Input material Start Marker
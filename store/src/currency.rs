//! Display-currency override and rate cache, persisted together.

use parking_lot::RwLock;
use payconsole_common::Currency;
use payconsole_fx::{RateCacheEntry, RateStore};
use serde::{Deserialize, Serialize};
use tracing::{info, warn};

use crate::error::{StoreError, StoreResult};
use crate::storage::{load_snapshot, save_snapshot, SharedStorage};

/// Storage key of the currency slot.
pub const CURRENCY_KEY: &str = "currency-store";

#[derive(Debug, Clone, Default, Serialize, Deserialize)]
#[serde(rename_all = "camelCase")]
struct CurrencySnapshot {
    display_currency: Option<Currency>,
    #[serde(default)]
    rate_cache: RateCacheEntry,
}

/// Holds the display override and the cached rate table.
///
/// Also the [`RateStore`] the fetcher writes into, so every cache update
/// lands in storage.
pub struct CurrencyStore {
    storage: SharedStorage,
    state: RwLock<CurrencySnapshot>,
}

impl CurrencyStore {
    /// Open the store. A persisted override outside the supported display
    /// set is dropped.
    pub fn open(storage: SharedStorage) -> Self {
        let mut snapshot: CurrencySnapshot = load_snapshot(storage.as_ref(), CURRENCY_KEY).unwrap_or_default();
        if let Some(c) = snapshot.display_currency.take() {
            if c.is_supported_display() {
                snapshot.display_currency = Some(c);
            } else {
                warn!(display_currency = %c, "Dropping unsupported persisted display currency");
            }
        }
        Self {
            storage,
            state: RwLock::new(snapshot),
        }
    }

    /// The override, `None` meaning "use the country's native currency".
    pub fn display_currency(&self) -> Option<Currency> {
        self.state.read().display_currency.clone()
    }

    /// Set or drop the override.
    pub fn set_display_currency(&self, currency: Option<Currency>) -> StoreResult<()> {
        if let Some(c) = &currency {
            if !c.is_supported_display() {
                return Err(StoreError::UnsupportedCurrency(c.clone()));
            }
        }
        info!(
            display_currency = currency.as_ref().map(Currency::code).unwrap_or("native"),
            "Display currency changed"
        );
        self.state.write().display_currency = currency;
        self.persist()
    }

    /// Drop the override in memory only.
    pub(crate) fn reset_display_currency(&self) {
        self.state.write().display_currency = None;
    }

    pub(crate) fn persist(&self) -> StoreResult<()> {
        let snapshot = self.state.read().clone();
        save_snapshot(self.storage.as_ref(), CURRENCY_KEY, &snapshot)
    }
}

/// Every replace rewrites the `currency-store` slot synchronously. With
/// [`FileStorage`](crate::FileStorage) that is one small file write and
/// fsync on the calling task.
impl RateStore for CurrencyStore {
    fn snapshot(&self) -> RateCacheEntry {
        self.state.read().rate_cache.clone()
    }

    fn replace(&self, entry: RateCacheEntry) {
        self.state.write().rate_cache = entry;
        if let Err(e) = self.persist() {
            warn!(error = %e, "Failed to persist rate cache");
        }
    }
}

#[cfg(test)]
mod tests {
    use super::*;
    use crate::storage::{MemoryStorage, Storage};
    use payconsole_common::RateTable;
    use rust_decimal_macros::dec;
    use std::sync::Arc;

    #[test]
    fn test_display_currency_validation() {
        let store = CurrencyStore::open(Arc::new(MemoryStorage::new()));

        store.set_display_currency(Some(Currency::cny())).unwrap();
        assert_eq!(store.display_currency(), Some(Currency::cny()));

        let result = store.set_display_currency(Some(Currency::new("XAU")));
        assert!(matches!(result, Err(StoreError::UnsupportedCurrency(_))));
        assert_eq!(store.display_currency(), Some(Currency::cny()));

        store.set_display_currency(None).unwrap();
        assert_eq!(store.display_currency(), None);
    }

    #[test]
    fn test_rate_cache_persists_with_override() {
        let storage: SharedStorage = Arc::new(MemoryStorage::new());
        let store = CurrencyStore::open(storage.clone());
        let table: RateTable = [(Currency::usd(), dec!(1)), (Currency::cny(), dec!(7.09))]
            .into_iter()
            .collect();
        let entry = RateCacheEntry::fetched_now(Currency::usd(), table);

        store.set_display_currency(Some(Currency::cny())).unwrap();
        store.replace(entry.clone());

        let reopened = CurrencyStore::open(storage);
        assert_eq!(reopened.display_currency(), Some(Currency::cny()));
        assert_eq!(reopened.snapshot(), entry);
    }

    #[test]
    fn test_unsupported_persisted_override_is_dropped() {
        let storage: SharedStorage = Arc::new(MemoryStorage::new());
        storage
            .save(CURRENCY_KEY, r#"{"displayCurrency":"XAU","rateCache":{"rates":{},"baseCurrency":"","lastFetchTime":null}}"#)
            .unwrap();

        let store = CurrencyStore::open(storage.clone());
        assert_eq!(store.display_currency(), None);

        storage.save(CURRENCY_KEY, r#"{"displayCurrency":"EUR"}"#).unwrap();
        assert_eq!(CurrencyStore::open(storage).display_currency(), Some(Currency::eur()));
    }
}
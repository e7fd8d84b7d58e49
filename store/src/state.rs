//! The console state container.

use std::sync::Arc;

use payconsole_common::{Amount, CountrySelection, Currency, MerchantSelection};
use payconsole_fx::{convert, ConvertOptions, FetchOutcome, FetcherConfig, RateCacheEntry, RateFetcher, RateSource};
use tracing::{info, instrument, warn};

use crate::country::{CountryStore, COUNTRY_KEY};
use crate::currency::{CurrencyStore, CURRENCY_KEY};
use crate::error::{StoreError, StoreResult};
use crate::merchant::{MerchantStore, MERCHANT_KEY};
use crate::storage::SharedStorage;

/// What the amount converter reads, captured at one instant.
#[derive(Debug, Clone)]
pub struct DisplayContext {
    pub display_currency: Option<Currency>,
    pub rates: RateCacheEntry,
}

impl DisplayContext {
    pub fn convert(&self, amount: impl Into<Amount>, options: ConvertOptions) -> Amount {
        convert(amount.into(), self.display_currency.as_ref(), &self.rates, options)
    }
}

/// Owns the selection stores and the rate fetcher.
///
/// Passed explicitly to whatever renders monetary values; readers only get
/// snapshots back.
pub struct ConsoleState {
    countries: CountryStore,
    merchants: MerchantStore,
    currency: Arc<CurrencyStore>,
    fetcher: RateFetcher,
}

impl ConsoleState {
    /// Open every store on `storage`, rehydrating persisted snapshots.
    pub fn open(storage: SharedStorage, source: Arc<dyn RateSource>, config: FetcherConfig) -> Self {
        let currency = Arc::new(CurrencyStore::open(storage.clone()));
        let fetcher = RateFetcher::with_config(source, currency.clone(), config);

        Self {
            countries: CountryStore::open(storage.clone()),
            merchants: MerchantStore::open(storage),
            currency,
            fetcher,
        }
    }

    pub fn selected_country(&self) -> Option<CountrySelection> {
        self.countries.current()
    }

    pub fn selected_merchant(&self) -> Option<MerchantSelection> {
        self.merchants.current()
    }

    pub fn display_currency(&self) -> Option<Currency> {
        self.currency.display_currency()
    }

    /// Override if set, else the selected country's native currency.
    pub fn effective_currency(&self) -> Option<Currency> {
        self.display_currency()
            .or_else(|| self.selected_country().map(|c| c.native_currency))
    }

    /// Copy of the rate cache.
    pub fn rates(&self) -> RateCacheEntry {
        self.fetcher.snapshot()
    }

    /// Select a country.
    ///
    /// Always drops the display override and the merchant filter, even when
    /// the same country is picked again, then makes sure rates for the
    /// country's native currency are loaded.
    ///
    /// All three selections change in memory before anything is written, so a
    /// failing slot never leaves the old override or merchant in place. Every
    /// slot is still attempted; the first write error is returned after the
    /// rates have been ensured.
    #[instrument(skip(self, country), fields(country_id = %country.id))]
    pub async fn select_country(&self, country: CountrySelection) -> StoreResult<FetchOutcome> {
        let base = country.native_currency.clone();

        self.countries.replace(country);
        self.currency.reset_display_currency();
        self.merchants.reset();

        let writes = [
            (COUNTRY_KEY, self.countries.persist()),
            (CURRENCY_KEY, self.currency.persist()),
            (MERCHANT_KEY, self.merchants.persist()),
        ];
        let mut first_error = None;
        for (key, result) in writes {
            if let Err(e) = result {
                warn!(key, error = %e, "Failed to persist country change");
                first_error.get_or_insert(e);
            }
        }

        let outcome = self.fetcher.ensure_rates(&base).await;
        match first_error {
            Some(e) => Err(e),
            None => Ok(outcome),
        }
    }

    /// Apply a freshly fetched country list.
    ///
    /// Selects the first entry only when nothing is selected yet. Returns the
    /// country selected by this call.
    pub async fn apply_country_list(&self, countries: &[CountrySelection]) -> StoreResult<Option<CountrySelection>> {
        if self.countries.is_selected() {
            return Ok(None);
        }
        let Some(first) = countries.first() else {
            return Ok(None);
        };

        info!(country_id = %first.id, "Defaulting to first country in list");
        self.select_country(first.clone()).await?;
        Ok(Some(first.clone()))
    }

    pub fn select_merchant(&self, merchant: MerchantSelection) -> StoreResult<()> {
        self.merchants.set(merchant)
    }

    pub fn clear_merchant(&self) -> StoreResult<()> {
        self.merchants.clear()
    }

    /// Set or drop the display override. Needs a selected country.
    pub fn set_display_currency(&self, currency: Option<Currency>) -> StoreResult<()> {
        if !self.countries.is_selected() {
            return Err(StoreError::NoCountrySelected);
        }
        self.currency.set_display_currency(currency)
    }

    /// Make sure rates relative to `base` are cached.
    pub async fn ensure_rates(&self, base: &Currency) -> FetchOutcome {
        self.fetcher.ensure_rates(base).await
    }

    /// Make sure rates relative to the selected country's currency are
    /// cached, or the fallback base when no country is selected.
    pub async fn ensure_rates_for_selection(&self) -> FetchOutcome {
        let base = self.selected_country().map(|c| c.native_currency);
        self.fetcher.ensure_rates_or_default(base.as_ref()).await
    }

    pub fn clear_rates(&self) {
        self.fetcher.clear();
    }

    pub fn display_context(&self) -> DisplayContext {
        DisplayContext {
            display_currency: self.display_currency(),
            rates: self.rates(),
        }
    }

    /// Convert with the default options (labelled, formatted).
    pub fn convert(&self, amount: impl Into<Amount>) -> Amount {
        self.convert_with(amount, ConvertOptions::default())
    }

    pub fn convert_with(&self, amount: impl Into<Amount>, options: ConvertOptions) -> Amount {
        self.display_context().convert(amount, options)
    }
}

#[cfg(test)]
mod tests {
    use super::*;
    use crate::storage::{FileStorage, MemoryStorage, Storage};
    use payconsole_common::RateTable;
    use payconsole_fx::provider::MockRateSource;
    use rust_decimal_macros::dec;
    use std::sync::atomic::{AtomicBool, Ordering};

    /// Memory storage whose writes to one key fail while `failing` is set.
    struct FailingSlot {
        inner: MemoryStorage,
        key: &'static str,
        failing: AtomicBool,
    }

    impl FailingSlot {
        fn new(key: &'static str) -> Self {
            Self {
                inner: MemoryStorage::new(),
                key,
                failing: AtomicBool::new(false),
            }
        }
    }

    impl Storage for FailingSlot {
        fn load(&self, key: &str) -> StoreResult<Option<String>> {
            self.inner.load(key)
        }

        fn save(&self, key: &str, value: &str) -> StoreResult<()> {
            if key == self.key && self.failing.load(Ordering::SeqCst) {
                return Err(std::io::Error::new(std::io::ErrorKind::Other, "disk full").into());
            }
            self.inner.save(key, value)
        }

        fn remove(&self, key: &str) -> StoreResult<()> {
            self.inner.remove(key)
        }
    }

    fn source() -> Arc<MockRateSource> {
        let source = Arc::new(MockRateSource::new("test"));
        let usd: RateTable = [(Currency::usd(), dec!(1)), (Currency::cny(), dec!(7.09))]
            .into_iter()
            .collect();
        let cny: RateTable = [(Currency::cny(), dec!(1)), (Currency::usd(), dec!(0.141))]
            .into_iter()
            .collect();
        source.set_rates(Currency::usd(), usd);
        source.set_rates(Currency::cny(), cny);
        source
    }

    fn usa() -> CountrySelection {
        CountrySelection::new("1", "United States", "US", Currency::usd())
    }

    fn china() -> CountrySelection {
        CountrySelection::new("86", "China", "CN", Currency::cny())
    }

    fn open(storage: SharedStorage, source: Arc<MockRateSource>) -> ConsoleState {
        ConsoleState::open(storage, source, FetcherConfig::default())
    }

    #[tokio::test]
    async fn test_country_change_resets_override_and_merchant() {
        let state = open(Arc::new(MemoryStorage::new()), source());
        state.select_country(usa()).await.unwrap();
        state.set_display_currency(Some(Currency::cny())).unwrap();
        state.select_merchant(MerchantSelection::new("M_1", "Acme")).unwrap();

        state.select_country(china()).await.unwrap();

        assert_eq!(state.display_currency(), None);
        assert_eq!(state.selected_merchant(), None);
        assert_eq!(state.effective_currency(), Some(Currency::cny()));
    }

    #[tokio::test]
    async fn test_country_change_resets_even_when_a_write_fails() {
        let storage = Arc::new(FailingSlot::new(CURRENCY_KEY));
        let state = open(storage.clone(), source());
        state.select_country(usa()).await.unwrap();
        state.set_display_currency(Some(Currency::cny())).unwrap();
        state.select_merchant(MerchantSelection::new("M_1", "Acme")).unwrap();

        storage.failing.store(true, Ordering::SeqCst);
        let result = state.select_country(china()).await;

        assert!(matches!(result, Err(StoreError::Io(_))));
        assert_eq!(state.selected_country().map(|c| c.id), Some(china().id));
        assert_eq!(state.display_currency(), None);
        assert_eq!(state.selected_merchant(), None);

        // the slots that could be written were
        storage.failing.store(false, Ordering::SeqCst);
        let reopened = open(storage, source());
        assert_eq!(reopened.selected_country().map(|c| c.id), Some(china().id));
        assert_eq!(reopened.selected_merchant(), None);
    }

    #[tokio::test]
    async fn test_reselecting_same_country_also_resets() {
        let state = open(Arc::new(MemoryStorage::new()), source());
        state.select_country(usa()).await.unwrap();
        state.set_display_currency(Some(Currency::cny())).unwrap();
        state.select_merchant(MerchantSelection::new("M_1", "Acme")).unwrap();

        state.select_country(usa()).await.unwrap();

        assert_eq!(state.display_currency(), None);
        assert_eq!(state.selected_merchant(), None);
    }

    #[tokio::test]
    async fn test_country_selection_fetches_native_rates() {
        let source = source();
        let state = open(Arc::new(MemoryStorage::new()), source.clone());

        let outcome = state.select_country(china()).await.unwrap();

        assert_eq!(outcome, FetchOutcome::Refreshed);
        assert_eq!(state.rates().base_currency, Currency::cny());
        assert_eq!(source.calls(), 1);
    }

    #[tokio::test]
    async fn test_override_requires_country() {
        let state = open(Arc::new(MemoryStorage::new()), source());

        let result = state.set_display_currency(Some(Currency::cny()));

        assert!(matches!(result, Err(StoreError::NoCountrySelected)));
    }

    #[tokio::test]
    async fn test_convert_through_state() {
        let state = open(Arc::new(MemoryStorage::new()), source());
        state.select_country(usa()).await.unwrap();

        assert_eq!(state.convert(100), Amount::from(100));

        state.set_display_currency(Some(Currency::cny())).unwrap();

        assert_eq!(state.convert(100), Amount::Text("CNY 709".to_string()));
        assert_eq!(state.convert("abc"), Amount::from("abc"));
        assert_eq!(
            state.convert_with(100, ConvertOptions::raw()),
            Amount::Number(dec!(709))
        );
    }

    #[tokio::test]
    async fn test_apply_country_list_defaults_once() {
        let state = open(Arc::new(MemoryStorage::new()), source());

        let picked = state.apply_country_list(&[china(), usa()]).await.unwrap();
        assert_eq!(picked.map(|c| c.id), Some(china().id));

        let picked = state.apply_country_list(&[usa()]).await.unwrap();
        assert!(picked.is_none());
        assert_eq!(state.selected_country().map(|c| c.id), Some(china().id));

        let empty = open(Arc::new(MemoryStorage::new()), source());
        assert!(empty.apply_country_list(&[]).await.unwrap().is_none());
    }

    #[tokio::test]
    async fn test_ensure_rates_for_selection_defaults_to_fallback_base() {
        let state = open(Arc::new(MemoryStorage::new()), source());

        state.ensure_rates_for_selection().await;

        assert_eq!(state.rates().base_currency, Currency::usd());
    }

    #[tokio::test]
    async fn test_restart_rehydrates_everything() {
        let dir = tempfile::tempdir().unwrap();
        let storage: SharedStorage = Arc::new(FileStorage::open(dir.path()).unwrap());

        let country = usa();
        let state = open(storage.clone(), source());
        state.select_country(country.clone()).await.unwrap();
        state.set_display_currency(Some(Currency::cny())).unwrap();
        state.select_merchant(MerchantSelection::new("M_7", "Corner Store")).unwrap();
        let rates = state.rates();
        drop(state);

        let storage: SharedStorage = Arc::new(FileStorage::open(dir.path()).unwrap());
        let source = source();
        let restored = open(storage, source.clone());

        assert_eq!(restored.selected_country(), Some(country));
        assert_eq!(restored.display_currency(), Some(Currency::cny()));
        assert_eq!(restored.selected_merchant().map(|m| m.merchant_name), Some("Corner Store".to_string()));
        assert_eq!(restored.rates(), rates);

        restored.ensure_rates(&Currency::usd()).await;
        assert_eq!(source.calls(), 0);
    }

    #[tokio::test]
    async fn test_clear_rates() {
        let state = open(Arc::new(MemoryStorage::new()), source());
        state.ensure_rates(&Currency::usd()).await;

        state.clear_rates();

        assert!(!state.rates().is_populated());
    }
}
Input material End Marker
What is being asked:
Beginning at the first line above, repeat exactly until the line containing "lands in storage.", which is included.

Output of the task:
filename store/src/currency.rs
//! Display-currency override and rate cache, persisted together.

use parking_lot::RwLock;
use payconsole_common::Currency;
use payconsole_fx::{RateCacheEntry, RateStore};
use serde::{Deserialize, Serialize};
use tracing::{info, warn};

use crate::error::{StoreError, StoreResult};
use crate::storage::{load_snapshot, save_snapshot, SharedStorage};

/// Storage key of the currency slot.
pub const CURRENCY_KEY: &str = "currency-store";

#[derive(Debug, Clone, Default, Serialize, Deserialize)]
#[serde(rename_all = "camelCase")]
struct CurrencySnapshot {
    display_currency: Option<Currency>,
    #[serde(default)]
    rate_cache: RateCacheEntry,
}

/// Holds the display override and the cached rate table.
///
/// Also the [`RateStore`] the fetcher writes into, so every cache update
/// lands in storage.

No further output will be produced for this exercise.